PROBLEM TO WORK ON: Please work out how many lines in the records below include the word "whose", and reply with that number only.

INPUT MATERIAL:
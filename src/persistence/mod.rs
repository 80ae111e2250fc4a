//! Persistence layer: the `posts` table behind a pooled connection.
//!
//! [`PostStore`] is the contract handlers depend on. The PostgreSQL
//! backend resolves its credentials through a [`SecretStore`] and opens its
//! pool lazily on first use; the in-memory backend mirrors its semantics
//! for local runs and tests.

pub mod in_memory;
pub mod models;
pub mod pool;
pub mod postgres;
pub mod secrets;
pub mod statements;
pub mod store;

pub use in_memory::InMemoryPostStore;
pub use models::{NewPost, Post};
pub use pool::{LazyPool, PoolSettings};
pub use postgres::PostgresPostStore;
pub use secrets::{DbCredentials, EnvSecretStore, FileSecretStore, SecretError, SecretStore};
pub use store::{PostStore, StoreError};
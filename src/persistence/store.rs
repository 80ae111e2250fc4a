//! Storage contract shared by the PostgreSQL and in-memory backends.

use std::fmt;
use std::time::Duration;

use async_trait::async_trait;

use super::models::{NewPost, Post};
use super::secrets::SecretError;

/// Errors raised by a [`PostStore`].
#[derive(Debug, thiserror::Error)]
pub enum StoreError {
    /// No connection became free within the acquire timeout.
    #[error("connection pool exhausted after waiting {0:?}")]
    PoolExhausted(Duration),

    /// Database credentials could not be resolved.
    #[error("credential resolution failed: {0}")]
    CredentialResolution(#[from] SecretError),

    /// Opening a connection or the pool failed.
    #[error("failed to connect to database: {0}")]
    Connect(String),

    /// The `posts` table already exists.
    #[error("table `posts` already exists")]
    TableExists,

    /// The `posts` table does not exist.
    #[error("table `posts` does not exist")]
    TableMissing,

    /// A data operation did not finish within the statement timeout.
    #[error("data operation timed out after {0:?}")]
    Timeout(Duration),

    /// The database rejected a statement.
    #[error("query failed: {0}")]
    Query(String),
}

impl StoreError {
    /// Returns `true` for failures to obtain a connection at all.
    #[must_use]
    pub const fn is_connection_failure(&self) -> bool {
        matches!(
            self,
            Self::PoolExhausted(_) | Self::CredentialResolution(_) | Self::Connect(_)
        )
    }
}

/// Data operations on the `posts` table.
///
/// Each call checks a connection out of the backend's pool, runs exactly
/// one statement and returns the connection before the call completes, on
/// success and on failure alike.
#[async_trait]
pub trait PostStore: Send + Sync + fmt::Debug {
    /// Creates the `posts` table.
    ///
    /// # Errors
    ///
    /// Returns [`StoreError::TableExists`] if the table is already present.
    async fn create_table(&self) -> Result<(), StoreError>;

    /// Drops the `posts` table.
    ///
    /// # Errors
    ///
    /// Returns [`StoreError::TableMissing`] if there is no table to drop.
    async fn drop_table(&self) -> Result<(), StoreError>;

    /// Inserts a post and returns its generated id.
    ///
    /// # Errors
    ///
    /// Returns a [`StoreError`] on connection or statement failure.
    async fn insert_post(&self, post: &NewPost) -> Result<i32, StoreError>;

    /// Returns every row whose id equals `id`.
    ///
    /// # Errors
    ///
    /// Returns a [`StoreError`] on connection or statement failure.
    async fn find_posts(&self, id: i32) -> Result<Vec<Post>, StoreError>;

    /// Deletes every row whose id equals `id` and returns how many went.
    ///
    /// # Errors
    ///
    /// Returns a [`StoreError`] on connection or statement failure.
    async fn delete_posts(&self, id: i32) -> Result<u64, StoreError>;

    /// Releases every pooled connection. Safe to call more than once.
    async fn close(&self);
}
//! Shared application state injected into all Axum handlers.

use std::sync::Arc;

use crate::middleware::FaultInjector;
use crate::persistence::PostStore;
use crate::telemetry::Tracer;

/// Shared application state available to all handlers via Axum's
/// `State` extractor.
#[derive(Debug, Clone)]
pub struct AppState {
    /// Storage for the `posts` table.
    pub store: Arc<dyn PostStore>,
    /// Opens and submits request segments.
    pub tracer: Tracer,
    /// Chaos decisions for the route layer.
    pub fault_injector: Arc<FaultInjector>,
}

ANSWER TO THIS PROBLEM: 2